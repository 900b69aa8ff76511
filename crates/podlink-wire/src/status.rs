//! Decoded pod self-reports: the regular status response and the richer
//! pod-info responses (detailed status, pulse log).

use chrono::Duration;
use enumflags2::BitFlags;
use serde::{Deserialize, Serialize};

use podlink_types::{
    AlertSet, DeliveryStatus, FaultEventCode, PodProgressStatus, Units, time_serde,
};

use crate::block::{put_u16, read_u8, read_u16};
use crate::error::WireError;

/// Sentinel for "no value" in optional u16 wire fields.
const NONE_SENTINEL: u16 = 0xFFFF;

// ============================================================================
// Status response ($1D)
// ============================================================================

/// The pod's regular self-report, returned by most commands.
#[derive(Debug, Clone, Copy, PartialEq, Eq, Serialize, Deserialize)]
#[serde(rename_all = "camelCase")]
pub struct StatusResponse {
    pub delivery_status: DeliveryStatus,
    pub pod_progress: PodProgressStatus,
    /// Cumulative insulin delivered since activation.
    pub insulin_delivered: Units,
    /// Pulses left in the currently-running bolus, if any.
    pub bolus_not_delivered: Units,
    /// Reservoir level; `None` when above the pod's reading range.
    pub reservoir: Option<Units>,
    /// Time since activation, minute resolution.
    #[serde(with = "time_serde::duration_secs")]
    pub time_active: Duration,
    pub active_alerts: AlertSet,
}

impl StatusResponse {
    pub(crate) fn encode_body(&self, buf: &mut Vec<u8>) {
        buf.push(self.delivery_status.as_byte());
        buf.push(self.pod_progress.as_byte());
        put_u16(buf, self.insulin_delivered.pulses() as u16);
        put_u16(buf, self.bolus_not_delivered.pulses() as u16);
        put_u16(
            buf,
            self.reservoir.map_or(NONE_SENTINEL, |r| r.pulses() as u16),
        );
        put_u16(buf, self.time_active.num_minutes() as u16);
        buf.push(self.active_alerts.bits());
    }

    pub(crate) fn decode_body(body: &[u8]) -> Result<Self, WireError> {
        let delivery_byte = read_u8(body, 0)?;
        let delivery_status =
            DeliveryStatus::from_byte(delivery_byte).ok_or(WireError::InvalidValue {
                field: "delivery status",
                byte: delivery_byte,
            })?;
        let progress_byte = read_u8(body, 1)?;
        let pod_progress =
            PodProgressStatus::from_byte(progress_byte).ok_or(WireError::InvalidValue {
                field: "pod progress",
                byte: progress_byte,
            })?;
        let reservoir = match read_u16(body, 6)? {
            NONE_SENTINEL => None,
            pulses => Some(Units::from_pulses(u32::from(pulses))),
        };
        Ok(Self {
            delivery_status,
            pod_progress,
            insulin_delivered: Units::from_pulses(u32::from(read_u16(body, 2)?)),
            bolus_not_delivered: Units::from_pulses(u32::from(read_u16(body, 4)?)),
            reservoir,
            time_active: Duration::minutes(i64::from(read_u16(body, 8)?)),
            active_alerts: BitFlags::from_bits_truncate(read_u8(body, 10)?),
        })
    }
}

// ============================================================================
// Pod-info response ($02)
// ============================================================================

/// Decoded pod self-report with fault detail, returned by the detailed
/// status sub-type and delivered unsolicited when the pod faults.
#[derive(Debug, Clone, Copy, PartialEq, Eq, Serialize, Deserialize)]
#[serde(rename_all = "camelCase")]
pub struct DetailedStatus {
    pub pod_progress: PodProgressStatus,
    pub delivery_status: DeliveryStatus,
    /// Insulin the interrupted bolus did not deliver.
    pub bolus_not_delivered: Units,
    /// `$00` when no fault has occurred.
    pub fault_event_code: FaultEventCode,
    /// Time since activation at which the fault occurred.
    #[serde(with = "time_serde::opt_duration_secs")]
    pub fault_event_time: Option<Duration>,
    pub reservoir: Option<Units>,
    #[serde(with = "time_serde::duration_secs")]
    pub time_active: Duration,
    pub insulin_delivered: Units,
    pub unacknowledged_alerts: AlertSet,
}

impl DetailedStatus {
    pub fn is_faulted(&self) -> bool {
        self.fault_event_code.as_byte() != 0 || self.pod_progress.is_faulted()
    }
}

/// Recent pulse events, readable for postmortem analysis.
#[derive(Debug, Clone, PartialEq, Eq, Serialize, Deserialize)]
pub struct PulseLog {
    pub words: Vec<u32>,
}

/// A pod-info response, discriminated by its sub-type byte.
#[derive(Debug, Clone, PartialEq, Eq, Serialize, Deserialize)]
#[serde(tag = "info", rename_all = "camelCase")]
pub enum PodInfoResponse {
    DetailedStatus(DetailedStatus),
    PulseLog(PulseLog),
}

const SUBTYPE_DETAILED_STATUS: u8 = 0x02;
const SUBTYPE_PULSE_LOG: u8 = 0x50;

impl PodInfoResponse {
    pub fn detailed_status(&self) -> Option<&DetailedStatus> {
        match self {
            PodInfoResponse::DetailedStatus(status) => Some(status),
            PodInfoResponse::PulseLog(_) => None,
        }
    }

    pub fn pulse_log(&self) -> Option<&PulseLog> {
        match self {
            PodInfoResponse::PulseLog(log) => Some(log),
            PodInfoResponse::DetailedStatus(_) => None,
        }
    }

    pub(crate) fn encode_body(&self, buf: &mut Vec<u8>) {
        match self {
            PodInfoResponse::DetailedStatus(s) => {
                buf.push(SUBTYPE_DETAILED_STATUS);
                buf.push(s.pod_progress.as_byte());
                buf.push(s.delivery_status.as_byte());
                put_u16(buf, s.bolus_not_delivered.pulses() as u16);
                buf.push(s.fault_event_code.as_byte());
                put_u16(
                    buf,
                    s.fault_event_time
                        .map_or(NONE_SENTINEL, |t| t.num_minutes() as u16),
                );
                put_u16(
                    buf,
                    s.reservoir.map_or(NONE_SENTINEL, |r| r.pulses() as u16),
                );
                put_u16(buf, s.time_active.num_minutes() as u16);
                put_u16(buf, s.insulin_delivered.pulses() as u16);
                buf.push(s.unacknowledged_alerts.bits());
            }
            PodInfoResponse::PulseLog(log) => {
                buf.push(SUBTYPE_PULSE_LOG);
                for word in &log.words {
                    buf.extend_from_slice(&word.to_be_bytes());
                }
            }
        }
    }

    pub(crate) fn decode_body(body: &[u8]) -> Result<Self, WireError> {
        match read_u8(body, 0)? {
            SUBTYPE_DETAILED_STATUS => {
                let progress_byte = read_u8(body, 1)?;
                let pod_progress =
                    PodProgressStatus::from_byte(progress_byte).ok_or(WireError::InvalidValue {
                        field: "pod progress",
                        byte: progress_byte,
                    })?;
                let delivery_byte = read_u8(body, 2)?;
                let delivery_status =
                    DeliveryStatus::from_byte(delivery_byte).ok_or(WireError::InvalidValue {
                        field: "delivery status",
                        byte: delivery_byte,
                    })?;
                let fault_event_time = match read_u16(body, 6)? {
                    NONE_SENTINEL => None,
                    minutes => Some(Duration::minutes(i64::from(minutes))),
                };
                let reservoir = match read_u16(body, 8)? {
                    NONE_SENTINEL => None,
                    pulses => Some(Units::from_pulses(u32::from(pulses))),
                };
                Ok(PodInfoResponse::DetailedStatus(DetailedStatus {
                    pod_progress,
                    delivery_status,
                    bolus_not_delivered: Units::from_pulses(u32::from(read_u16(body, 3)?)),
                    fault_event_code: FaultEventCode::new(read_u8(body, 5)?),
                    fault_event_time,
                    reservoir,
                    time_active: Duration::minutes(i64::from(read_u16(body, 10)?)),
                    insulin_delivered: Units::from_pulses(u32::from(read_u16(body, 12)?)),
                    unacknowledged_alerts: BitFlags::from_bits_truncate(read_u8(body, 14)?),
                }))
            }
            SUBTYPE_PULSE_LOG => {
                let payload = &body[1..];
                if payload.len() % 4 != 0 {
                    return Err(WireError::UnexpectedEof);
                }
                let words = payload
                    .chunks_exact(4)
                    .map(|chunk| u32::from_be_bytes([chunk[0], chunk[1], chunk[2], chunk[3]]))
                    .collect();
                Ok(PodInfoResponse::PulseLog(PulseLog { words }))
            }
            byte => Err(WireError::InvalidValue {
                field: "pod info sub-type",
                byte,
            }),
        }
    }
}
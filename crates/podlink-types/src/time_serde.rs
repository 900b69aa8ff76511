//! Serde adapters for `chrono::Duration`.
//!
//! `chrono::Duration` does not implement serde; persisted durations travel
//! as whole seconds. Sub-second precision is not needed anywhere in the
//! persisted state (dose durations are multiples of the pulse interval).

use chrono::Duration;
use serde::{Deserialize, Deserializer, Serialize, Serializer};

/// Serializes a `Duration` as whole seconds (`i64`).
pub mod duration_secs {
    use super::{Deserialize, Deserializer, Duration, Serialize, Serializer};

    pub fn serialize<S: Serializer>(value: &Duration, serializer: S) -> Result<S::Ok, S::Error> {
        value.num_seconds().serialize(serializer)
    }

    pub fn deserialize<'de, D: Deserializer<'de>>(deserializer: D) -> Result<Duration, D::Error> {
        let secs = i64::deserialize(deserializer)?;
        Ok(Duration::seconds(secs))
    }
}

/// Serializes an `Option<Duration>` as optional whole seconds.
pub mod opt_duration_secs {
    use super::{Deserialize, Deserializer, Duration, Serialize, Serializer};

    pub fn serialize<S: Serializer>(
        value: &Option<Duration>,
        serializer: S,
    ) -> Result<S::Ok, S::Error> {
        value.map(|d| d.num_seconds()).serialize(serializer)
    }

    pub fn deserialize<'de, D: Deserializer<'de>>(
        deserializer: D,
    ) -> Result<Option<Duration>, D::Error> {
        let secs = Option::<i64>::deserialize(deserializer)?;
        Ok(secs.map(Duration::seconds))
    }
}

§ Brief
Scan the records above for the string "Decoded", then report every line that contains it.

§ Result
//! Decoded pod self-reports: the regular status response and the richer
/// Decoded pod self-report with fault detail, returned by the detailed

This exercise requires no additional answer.